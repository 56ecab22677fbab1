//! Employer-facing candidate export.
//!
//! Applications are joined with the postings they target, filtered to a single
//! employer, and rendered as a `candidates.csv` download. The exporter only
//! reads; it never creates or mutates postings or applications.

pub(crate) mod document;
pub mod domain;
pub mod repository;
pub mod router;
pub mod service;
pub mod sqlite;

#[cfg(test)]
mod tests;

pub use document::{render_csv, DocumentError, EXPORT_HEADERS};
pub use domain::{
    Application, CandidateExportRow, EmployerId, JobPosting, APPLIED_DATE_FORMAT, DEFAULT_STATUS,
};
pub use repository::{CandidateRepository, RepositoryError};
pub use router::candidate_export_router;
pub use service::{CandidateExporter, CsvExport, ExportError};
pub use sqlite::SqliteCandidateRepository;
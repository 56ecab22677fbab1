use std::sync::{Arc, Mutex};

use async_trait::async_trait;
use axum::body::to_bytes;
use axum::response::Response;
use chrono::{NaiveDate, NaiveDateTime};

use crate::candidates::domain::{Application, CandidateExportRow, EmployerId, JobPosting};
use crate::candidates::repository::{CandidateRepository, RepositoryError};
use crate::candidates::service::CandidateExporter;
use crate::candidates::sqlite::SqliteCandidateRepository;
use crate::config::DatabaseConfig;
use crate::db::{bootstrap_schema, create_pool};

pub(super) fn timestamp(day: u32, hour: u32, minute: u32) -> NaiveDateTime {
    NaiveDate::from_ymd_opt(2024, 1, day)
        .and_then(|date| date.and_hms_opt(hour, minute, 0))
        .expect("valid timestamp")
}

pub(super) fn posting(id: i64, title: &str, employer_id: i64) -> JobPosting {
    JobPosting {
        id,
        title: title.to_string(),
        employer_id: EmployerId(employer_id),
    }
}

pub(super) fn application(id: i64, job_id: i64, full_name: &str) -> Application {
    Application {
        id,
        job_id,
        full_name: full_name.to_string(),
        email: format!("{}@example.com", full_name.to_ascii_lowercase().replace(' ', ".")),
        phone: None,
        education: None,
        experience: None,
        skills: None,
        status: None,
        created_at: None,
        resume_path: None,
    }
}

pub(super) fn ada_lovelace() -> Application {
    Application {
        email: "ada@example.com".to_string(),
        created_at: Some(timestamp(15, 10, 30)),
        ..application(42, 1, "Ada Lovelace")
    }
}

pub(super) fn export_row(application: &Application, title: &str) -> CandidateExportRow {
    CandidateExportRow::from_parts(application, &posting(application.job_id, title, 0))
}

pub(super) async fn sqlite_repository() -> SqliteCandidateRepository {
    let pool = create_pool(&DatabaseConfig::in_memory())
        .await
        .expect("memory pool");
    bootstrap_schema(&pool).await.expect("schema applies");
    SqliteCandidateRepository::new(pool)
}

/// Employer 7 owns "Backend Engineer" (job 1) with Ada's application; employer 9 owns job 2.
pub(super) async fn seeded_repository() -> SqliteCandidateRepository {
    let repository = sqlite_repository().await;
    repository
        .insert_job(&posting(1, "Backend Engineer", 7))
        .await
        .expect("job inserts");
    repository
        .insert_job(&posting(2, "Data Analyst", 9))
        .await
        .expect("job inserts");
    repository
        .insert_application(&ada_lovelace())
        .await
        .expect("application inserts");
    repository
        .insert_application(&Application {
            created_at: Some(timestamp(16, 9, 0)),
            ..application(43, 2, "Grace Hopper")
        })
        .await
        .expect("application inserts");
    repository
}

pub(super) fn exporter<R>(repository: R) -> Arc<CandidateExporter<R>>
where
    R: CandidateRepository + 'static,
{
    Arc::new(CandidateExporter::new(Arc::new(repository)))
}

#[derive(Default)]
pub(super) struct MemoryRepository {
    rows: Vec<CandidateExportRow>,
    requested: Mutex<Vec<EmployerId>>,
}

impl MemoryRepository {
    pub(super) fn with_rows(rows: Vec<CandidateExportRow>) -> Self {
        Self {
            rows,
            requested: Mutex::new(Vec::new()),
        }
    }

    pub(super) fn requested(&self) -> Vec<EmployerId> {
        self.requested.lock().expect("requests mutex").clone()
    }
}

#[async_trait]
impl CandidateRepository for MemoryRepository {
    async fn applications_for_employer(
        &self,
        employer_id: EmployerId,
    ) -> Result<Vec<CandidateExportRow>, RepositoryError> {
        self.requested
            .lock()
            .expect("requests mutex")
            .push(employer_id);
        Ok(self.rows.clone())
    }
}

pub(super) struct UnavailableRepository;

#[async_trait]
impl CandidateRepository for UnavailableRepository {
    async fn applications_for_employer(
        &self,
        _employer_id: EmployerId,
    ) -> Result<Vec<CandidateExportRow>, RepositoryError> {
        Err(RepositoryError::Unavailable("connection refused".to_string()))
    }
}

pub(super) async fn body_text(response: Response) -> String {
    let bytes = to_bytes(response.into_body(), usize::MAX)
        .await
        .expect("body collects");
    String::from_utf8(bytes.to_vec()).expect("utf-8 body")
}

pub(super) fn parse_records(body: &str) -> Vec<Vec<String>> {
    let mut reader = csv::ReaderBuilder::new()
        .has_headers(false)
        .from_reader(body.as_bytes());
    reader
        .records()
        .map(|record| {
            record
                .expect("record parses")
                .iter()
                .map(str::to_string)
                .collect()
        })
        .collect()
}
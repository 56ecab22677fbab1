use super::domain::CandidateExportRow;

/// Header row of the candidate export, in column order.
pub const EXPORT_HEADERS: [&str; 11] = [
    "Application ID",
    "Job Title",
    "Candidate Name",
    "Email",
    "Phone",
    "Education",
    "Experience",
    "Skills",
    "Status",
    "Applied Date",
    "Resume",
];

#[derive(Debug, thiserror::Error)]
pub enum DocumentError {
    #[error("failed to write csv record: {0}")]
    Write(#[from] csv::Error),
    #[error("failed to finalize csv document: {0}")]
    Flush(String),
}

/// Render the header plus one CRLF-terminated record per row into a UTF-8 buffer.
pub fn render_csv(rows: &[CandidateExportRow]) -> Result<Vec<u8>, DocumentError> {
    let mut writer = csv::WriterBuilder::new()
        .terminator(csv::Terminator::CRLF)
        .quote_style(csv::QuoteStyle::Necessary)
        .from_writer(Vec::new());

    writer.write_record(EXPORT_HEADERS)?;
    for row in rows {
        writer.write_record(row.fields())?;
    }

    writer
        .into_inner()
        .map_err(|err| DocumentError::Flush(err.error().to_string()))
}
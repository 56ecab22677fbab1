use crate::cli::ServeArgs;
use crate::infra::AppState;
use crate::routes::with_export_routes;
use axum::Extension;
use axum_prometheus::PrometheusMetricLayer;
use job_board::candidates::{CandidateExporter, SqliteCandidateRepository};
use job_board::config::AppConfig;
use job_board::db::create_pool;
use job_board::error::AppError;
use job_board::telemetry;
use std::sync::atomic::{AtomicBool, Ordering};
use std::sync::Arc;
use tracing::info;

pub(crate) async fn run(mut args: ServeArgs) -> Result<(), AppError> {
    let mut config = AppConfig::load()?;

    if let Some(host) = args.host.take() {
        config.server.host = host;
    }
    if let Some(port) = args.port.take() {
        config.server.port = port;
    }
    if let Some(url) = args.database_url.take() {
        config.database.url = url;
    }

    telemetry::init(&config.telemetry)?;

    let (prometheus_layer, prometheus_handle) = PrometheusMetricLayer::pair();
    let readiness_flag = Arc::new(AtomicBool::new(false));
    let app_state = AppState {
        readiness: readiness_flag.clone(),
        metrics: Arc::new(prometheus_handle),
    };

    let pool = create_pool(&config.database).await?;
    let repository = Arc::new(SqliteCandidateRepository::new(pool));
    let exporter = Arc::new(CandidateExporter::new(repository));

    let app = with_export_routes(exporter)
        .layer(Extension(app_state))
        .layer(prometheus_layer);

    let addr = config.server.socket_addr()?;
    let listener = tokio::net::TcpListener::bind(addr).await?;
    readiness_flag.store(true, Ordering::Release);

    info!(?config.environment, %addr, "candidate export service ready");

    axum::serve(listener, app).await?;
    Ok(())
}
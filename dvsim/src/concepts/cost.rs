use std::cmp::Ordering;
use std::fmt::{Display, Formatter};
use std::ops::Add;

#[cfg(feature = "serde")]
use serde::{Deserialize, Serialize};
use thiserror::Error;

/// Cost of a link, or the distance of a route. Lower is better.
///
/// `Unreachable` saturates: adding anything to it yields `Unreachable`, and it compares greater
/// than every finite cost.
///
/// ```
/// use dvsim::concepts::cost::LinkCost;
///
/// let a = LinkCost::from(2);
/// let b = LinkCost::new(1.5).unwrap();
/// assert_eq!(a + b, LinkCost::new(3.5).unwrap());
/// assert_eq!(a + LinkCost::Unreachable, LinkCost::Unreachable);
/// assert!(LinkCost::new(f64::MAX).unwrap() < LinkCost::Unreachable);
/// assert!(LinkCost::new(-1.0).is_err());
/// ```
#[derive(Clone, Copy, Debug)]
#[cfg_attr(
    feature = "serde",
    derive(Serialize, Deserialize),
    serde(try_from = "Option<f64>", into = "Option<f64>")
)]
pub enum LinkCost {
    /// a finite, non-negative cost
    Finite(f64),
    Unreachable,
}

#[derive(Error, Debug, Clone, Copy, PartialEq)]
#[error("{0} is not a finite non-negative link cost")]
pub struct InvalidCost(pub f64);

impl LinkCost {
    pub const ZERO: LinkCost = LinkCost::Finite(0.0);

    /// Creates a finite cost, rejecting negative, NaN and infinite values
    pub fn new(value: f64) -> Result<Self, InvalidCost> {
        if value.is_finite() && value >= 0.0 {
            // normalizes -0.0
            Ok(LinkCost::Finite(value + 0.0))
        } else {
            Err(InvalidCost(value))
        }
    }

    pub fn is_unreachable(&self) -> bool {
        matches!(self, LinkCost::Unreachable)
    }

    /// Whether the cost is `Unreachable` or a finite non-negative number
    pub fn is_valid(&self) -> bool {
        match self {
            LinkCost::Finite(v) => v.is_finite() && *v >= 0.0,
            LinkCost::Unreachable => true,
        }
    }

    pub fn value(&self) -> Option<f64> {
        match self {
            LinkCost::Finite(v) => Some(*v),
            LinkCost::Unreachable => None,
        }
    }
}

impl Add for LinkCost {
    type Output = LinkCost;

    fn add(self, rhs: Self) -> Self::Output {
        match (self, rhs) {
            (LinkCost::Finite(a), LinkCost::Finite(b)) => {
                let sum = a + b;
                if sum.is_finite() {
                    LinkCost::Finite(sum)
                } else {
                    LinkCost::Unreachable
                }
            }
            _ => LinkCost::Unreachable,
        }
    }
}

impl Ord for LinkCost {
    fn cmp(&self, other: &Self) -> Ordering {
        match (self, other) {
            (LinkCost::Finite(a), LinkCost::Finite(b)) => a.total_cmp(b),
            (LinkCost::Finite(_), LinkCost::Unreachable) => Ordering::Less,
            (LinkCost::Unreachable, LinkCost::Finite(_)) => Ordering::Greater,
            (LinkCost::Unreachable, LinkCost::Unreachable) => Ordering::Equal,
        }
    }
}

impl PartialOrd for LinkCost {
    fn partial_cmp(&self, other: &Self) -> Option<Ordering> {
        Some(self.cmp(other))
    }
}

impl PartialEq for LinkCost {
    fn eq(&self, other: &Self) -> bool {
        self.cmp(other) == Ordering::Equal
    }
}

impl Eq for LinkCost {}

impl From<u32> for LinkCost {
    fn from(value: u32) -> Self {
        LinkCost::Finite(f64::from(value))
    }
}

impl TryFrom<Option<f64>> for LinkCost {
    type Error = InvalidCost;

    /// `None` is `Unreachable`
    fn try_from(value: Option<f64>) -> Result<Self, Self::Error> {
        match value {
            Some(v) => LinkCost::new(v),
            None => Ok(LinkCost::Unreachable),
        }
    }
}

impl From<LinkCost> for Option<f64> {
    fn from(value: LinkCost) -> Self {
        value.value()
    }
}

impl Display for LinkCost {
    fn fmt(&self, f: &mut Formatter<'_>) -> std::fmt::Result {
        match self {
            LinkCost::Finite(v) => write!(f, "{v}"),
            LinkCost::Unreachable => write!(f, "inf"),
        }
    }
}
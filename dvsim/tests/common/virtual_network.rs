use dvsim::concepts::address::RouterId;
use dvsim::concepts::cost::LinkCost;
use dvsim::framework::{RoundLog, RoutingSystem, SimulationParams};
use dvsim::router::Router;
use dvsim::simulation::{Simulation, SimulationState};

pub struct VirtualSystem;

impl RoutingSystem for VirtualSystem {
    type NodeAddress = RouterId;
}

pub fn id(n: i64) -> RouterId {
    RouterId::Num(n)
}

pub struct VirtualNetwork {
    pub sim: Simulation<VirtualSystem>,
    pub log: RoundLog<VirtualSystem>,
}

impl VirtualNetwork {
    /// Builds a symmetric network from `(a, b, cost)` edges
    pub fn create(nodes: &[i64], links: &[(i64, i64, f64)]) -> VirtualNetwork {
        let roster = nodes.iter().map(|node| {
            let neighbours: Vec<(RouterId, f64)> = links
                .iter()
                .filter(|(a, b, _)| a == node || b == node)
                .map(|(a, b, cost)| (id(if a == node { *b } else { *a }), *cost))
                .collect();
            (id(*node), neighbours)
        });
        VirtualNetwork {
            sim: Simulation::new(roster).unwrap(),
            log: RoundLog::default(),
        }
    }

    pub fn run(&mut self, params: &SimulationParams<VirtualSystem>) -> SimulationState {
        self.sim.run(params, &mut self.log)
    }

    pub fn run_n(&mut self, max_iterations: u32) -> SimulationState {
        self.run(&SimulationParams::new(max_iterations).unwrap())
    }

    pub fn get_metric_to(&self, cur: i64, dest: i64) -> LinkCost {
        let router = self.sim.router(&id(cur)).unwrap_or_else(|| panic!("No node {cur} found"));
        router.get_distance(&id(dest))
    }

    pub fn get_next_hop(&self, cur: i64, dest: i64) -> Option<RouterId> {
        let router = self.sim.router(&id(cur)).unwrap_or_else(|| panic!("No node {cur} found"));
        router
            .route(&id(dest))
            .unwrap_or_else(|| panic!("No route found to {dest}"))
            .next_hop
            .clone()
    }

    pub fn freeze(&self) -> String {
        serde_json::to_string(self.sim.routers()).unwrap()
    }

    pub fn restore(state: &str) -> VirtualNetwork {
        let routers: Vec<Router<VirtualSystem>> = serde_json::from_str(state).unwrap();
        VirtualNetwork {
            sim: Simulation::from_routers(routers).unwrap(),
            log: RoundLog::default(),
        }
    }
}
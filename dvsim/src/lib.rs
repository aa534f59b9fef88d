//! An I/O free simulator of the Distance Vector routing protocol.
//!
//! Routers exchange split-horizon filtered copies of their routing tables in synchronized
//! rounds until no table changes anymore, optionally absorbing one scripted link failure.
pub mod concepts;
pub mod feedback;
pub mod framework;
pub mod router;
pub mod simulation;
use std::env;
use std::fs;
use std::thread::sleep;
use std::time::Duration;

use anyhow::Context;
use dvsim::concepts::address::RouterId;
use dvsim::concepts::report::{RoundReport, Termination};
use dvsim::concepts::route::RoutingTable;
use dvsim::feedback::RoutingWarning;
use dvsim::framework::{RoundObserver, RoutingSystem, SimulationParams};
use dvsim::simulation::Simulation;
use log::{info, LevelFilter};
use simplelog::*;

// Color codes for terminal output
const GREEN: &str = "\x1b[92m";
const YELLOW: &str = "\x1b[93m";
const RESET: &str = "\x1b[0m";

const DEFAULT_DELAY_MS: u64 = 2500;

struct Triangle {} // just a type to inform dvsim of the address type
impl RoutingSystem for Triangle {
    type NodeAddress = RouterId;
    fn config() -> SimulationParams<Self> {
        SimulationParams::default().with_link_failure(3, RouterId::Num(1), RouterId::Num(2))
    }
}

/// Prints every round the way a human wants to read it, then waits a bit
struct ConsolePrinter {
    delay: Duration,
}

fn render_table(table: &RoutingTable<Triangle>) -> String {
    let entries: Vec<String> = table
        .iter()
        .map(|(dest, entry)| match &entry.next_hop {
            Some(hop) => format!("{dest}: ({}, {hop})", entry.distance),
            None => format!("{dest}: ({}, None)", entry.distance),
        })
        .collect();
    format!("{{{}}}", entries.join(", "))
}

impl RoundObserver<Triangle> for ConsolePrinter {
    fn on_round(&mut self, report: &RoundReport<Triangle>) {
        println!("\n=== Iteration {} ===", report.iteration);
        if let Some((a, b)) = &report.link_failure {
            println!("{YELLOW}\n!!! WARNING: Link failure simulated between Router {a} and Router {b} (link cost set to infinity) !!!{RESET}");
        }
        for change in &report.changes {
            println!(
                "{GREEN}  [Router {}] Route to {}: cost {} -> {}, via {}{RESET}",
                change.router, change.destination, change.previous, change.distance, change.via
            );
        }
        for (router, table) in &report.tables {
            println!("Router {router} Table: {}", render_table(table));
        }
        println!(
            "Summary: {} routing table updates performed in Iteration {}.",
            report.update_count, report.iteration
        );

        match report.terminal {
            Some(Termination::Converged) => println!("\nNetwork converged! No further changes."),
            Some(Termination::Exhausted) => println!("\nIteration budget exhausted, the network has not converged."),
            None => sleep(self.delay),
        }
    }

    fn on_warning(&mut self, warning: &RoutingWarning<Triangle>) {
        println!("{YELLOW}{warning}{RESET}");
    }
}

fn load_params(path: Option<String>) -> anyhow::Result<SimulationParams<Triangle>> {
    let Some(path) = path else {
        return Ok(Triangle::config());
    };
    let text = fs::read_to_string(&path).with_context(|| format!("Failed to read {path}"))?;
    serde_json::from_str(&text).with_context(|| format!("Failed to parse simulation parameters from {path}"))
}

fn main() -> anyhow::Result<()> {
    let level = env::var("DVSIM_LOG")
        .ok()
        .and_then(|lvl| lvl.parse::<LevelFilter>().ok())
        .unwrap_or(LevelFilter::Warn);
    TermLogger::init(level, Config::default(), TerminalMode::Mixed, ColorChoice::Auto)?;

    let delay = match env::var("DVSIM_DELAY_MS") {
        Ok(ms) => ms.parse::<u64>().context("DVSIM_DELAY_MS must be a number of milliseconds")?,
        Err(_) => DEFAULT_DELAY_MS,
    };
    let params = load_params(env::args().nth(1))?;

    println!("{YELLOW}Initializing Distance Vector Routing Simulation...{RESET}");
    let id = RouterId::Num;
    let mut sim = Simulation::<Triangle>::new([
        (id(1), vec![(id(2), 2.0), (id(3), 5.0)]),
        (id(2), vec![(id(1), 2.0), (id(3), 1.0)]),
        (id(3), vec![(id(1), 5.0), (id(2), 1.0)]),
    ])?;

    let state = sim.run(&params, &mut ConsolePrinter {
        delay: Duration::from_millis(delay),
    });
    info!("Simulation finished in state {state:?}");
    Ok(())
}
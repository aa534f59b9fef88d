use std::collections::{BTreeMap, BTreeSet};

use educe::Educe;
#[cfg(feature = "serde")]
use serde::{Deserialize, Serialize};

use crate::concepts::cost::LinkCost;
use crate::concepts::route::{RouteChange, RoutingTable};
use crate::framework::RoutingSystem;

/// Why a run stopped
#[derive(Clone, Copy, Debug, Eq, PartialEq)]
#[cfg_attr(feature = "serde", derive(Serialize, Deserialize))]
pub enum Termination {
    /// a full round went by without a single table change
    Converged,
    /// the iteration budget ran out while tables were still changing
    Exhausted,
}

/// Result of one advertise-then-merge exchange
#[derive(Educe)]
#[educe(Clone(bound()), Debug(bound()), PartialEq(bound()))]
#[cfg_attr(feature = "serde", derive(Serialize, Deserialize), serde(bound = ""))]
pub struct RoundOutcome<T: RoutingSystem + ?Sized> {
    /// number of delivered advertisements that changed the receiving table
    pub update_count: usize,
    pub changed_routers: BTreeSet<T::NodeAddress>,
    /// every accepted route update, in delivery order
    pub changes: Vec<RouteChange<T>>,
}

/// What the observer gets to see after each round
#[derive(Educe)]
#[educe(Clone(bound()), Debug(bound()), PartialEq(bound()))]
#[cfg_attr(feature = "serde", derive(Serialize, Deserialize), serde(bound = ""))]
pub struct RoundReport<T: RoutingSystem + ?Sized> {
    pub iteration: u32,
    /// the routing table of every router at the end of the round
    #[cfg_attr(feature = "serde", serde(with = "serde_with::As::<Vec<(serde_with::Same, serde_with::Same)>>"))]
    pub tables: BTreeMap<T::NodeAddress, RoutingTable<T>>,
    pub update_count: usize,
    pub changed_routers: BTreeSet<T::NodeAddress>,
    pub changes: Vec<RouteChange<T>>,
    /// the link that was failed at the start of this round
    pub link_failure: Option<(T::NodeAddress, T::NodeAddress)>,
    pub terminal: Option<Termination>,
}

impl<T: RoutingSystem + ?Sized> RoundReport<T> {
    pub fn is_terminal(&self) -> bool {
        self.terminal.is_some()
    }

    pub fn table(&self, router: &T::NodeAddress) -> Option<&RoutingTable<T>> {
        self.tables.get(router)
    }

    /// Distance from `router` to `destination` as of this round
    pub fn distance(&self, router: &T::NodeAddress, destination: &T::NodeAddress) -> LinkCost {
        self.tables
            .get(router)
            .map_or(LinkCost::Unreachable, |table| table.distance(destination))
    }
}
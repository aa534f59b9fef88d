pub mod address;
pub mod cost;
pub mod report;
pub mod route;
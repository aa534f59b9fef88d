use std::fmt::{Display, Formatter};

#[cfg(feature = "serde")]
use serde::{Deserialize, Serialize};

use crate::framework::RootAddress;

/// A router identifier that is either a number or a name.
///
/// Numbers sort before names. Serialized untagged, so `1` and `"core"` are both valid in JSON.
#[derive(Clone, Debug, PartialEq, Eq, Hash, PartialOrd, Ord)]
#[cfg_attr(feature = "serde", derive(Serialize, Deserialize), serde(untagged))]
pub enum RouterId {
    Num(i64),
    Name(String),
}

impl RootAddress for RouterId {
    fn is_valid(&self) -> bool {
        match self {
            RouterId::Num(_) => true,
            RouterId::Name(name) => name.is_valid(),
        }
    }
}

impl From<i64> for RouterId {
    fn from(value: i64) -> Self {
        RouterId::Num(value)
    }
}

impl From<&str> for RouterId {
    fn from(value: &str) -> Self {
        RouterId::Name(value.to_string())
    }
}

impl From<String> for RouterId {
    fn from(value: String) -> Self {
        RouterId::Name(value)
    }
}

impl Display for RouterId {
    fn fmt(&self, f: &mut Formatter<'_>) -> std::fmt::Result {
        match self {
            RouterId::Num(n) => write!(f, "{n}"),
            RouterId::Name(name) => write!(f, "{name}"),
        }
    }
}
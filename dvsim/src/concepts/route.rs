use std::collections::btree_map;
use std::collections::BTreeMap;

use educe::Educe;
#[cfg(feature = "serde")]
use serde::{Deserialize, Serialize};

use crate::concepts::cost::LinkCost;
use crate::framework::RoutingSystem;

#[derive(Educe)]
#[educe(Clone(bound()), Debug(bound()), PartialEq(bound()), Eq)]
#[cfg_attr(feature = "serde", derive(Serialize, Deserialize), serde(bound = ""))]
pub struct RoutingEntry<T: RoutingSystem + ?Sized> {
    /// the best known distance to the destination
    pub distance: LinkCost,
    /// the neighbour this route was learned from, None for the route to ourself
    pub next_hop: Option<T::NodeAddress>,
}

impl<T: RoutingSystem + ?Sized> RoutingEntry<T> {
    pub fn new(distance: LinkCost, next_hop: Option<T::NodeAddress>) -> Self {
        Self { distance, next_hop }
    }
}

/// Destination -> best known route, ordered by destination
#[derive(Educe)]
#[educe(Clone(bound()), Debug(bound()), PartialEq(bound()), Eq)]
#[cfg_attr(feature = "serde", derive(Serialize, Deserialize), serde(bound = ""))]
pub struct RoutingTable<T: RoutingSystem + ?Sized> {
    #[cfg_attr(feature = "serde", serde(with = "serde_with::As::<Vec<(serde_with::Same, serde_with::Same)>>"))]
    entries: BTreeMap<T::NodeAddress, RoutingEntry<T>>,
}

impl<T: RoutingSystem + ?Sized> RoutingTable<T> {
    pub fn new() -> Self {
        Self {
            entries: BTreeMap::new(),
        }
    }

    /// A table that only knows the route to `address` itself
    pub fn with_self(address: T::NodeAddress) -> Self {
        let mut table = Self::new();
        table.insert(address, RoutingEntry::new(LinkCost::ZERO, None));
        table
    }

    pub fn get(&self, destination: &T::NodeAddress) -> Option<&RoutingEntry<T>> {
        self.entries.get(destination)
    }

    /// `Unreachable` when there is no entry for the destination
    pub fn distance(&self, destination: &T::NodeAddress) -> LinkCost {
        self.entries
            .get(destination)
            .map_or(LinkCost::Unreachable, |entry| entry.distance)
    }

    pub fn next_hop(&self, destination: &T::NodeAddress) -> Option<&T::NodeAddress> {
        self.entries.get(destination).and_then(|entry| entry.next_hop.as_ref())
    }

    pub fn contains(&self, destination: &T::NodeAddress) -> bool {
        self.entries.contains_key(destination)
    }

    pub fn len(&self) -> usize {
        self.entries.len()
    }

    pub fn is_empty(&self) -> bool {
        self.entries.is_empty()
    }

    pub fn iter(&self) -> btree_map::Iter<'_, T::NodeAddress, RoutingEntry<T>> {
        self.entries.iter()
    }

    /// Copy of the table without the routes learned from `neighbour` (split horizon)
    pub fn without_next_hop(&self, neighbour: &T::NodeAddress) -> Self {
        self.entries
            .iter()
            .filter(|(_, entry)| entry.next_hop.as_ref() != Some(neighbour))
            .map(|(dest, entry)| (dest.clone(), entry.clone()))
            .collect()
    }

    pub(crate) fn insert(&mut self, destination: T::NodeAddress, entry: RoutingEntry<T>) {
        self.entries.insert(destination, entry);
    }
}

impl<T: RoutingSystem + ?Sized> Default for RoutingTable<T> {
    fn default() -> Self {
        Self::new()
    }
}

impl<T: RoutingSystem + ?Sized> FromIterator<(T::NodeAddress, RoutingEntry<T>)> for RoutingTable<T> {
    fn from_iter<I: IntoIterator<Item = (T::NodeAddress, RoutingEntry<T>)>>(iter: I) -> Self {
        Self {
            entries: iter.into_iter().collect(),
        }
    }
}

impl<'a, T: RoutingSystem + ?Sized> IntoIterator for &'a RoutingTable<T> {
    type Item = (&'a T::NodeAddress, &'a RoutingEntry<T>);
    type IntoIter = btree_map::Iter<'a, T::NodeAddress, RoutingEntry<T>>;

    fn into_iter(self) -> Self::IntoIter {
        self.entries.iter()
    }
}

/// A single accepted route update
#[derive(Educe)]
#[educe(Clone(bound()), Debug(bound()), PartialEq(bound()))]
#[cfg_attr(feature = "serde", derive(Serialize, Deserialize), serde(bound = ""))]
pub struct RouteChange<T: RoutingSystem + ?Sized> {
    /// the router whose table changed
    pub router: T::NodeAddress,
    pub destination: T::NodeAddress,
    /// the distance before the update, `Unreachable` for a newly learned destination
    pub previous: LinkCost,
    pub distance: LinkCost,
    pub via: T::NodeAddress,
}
---+---
◆ **YOUR OBJECTIVE**: Which lines in the material above include the string "ConsolePrinter"? Pull them out.

◆ **REPLY**:
struct ConsolePrinter {
impl RoundObserver<Triangle> for ConsolePrinter {
    let state = sim.run(&params, &mut ConsolePrinter {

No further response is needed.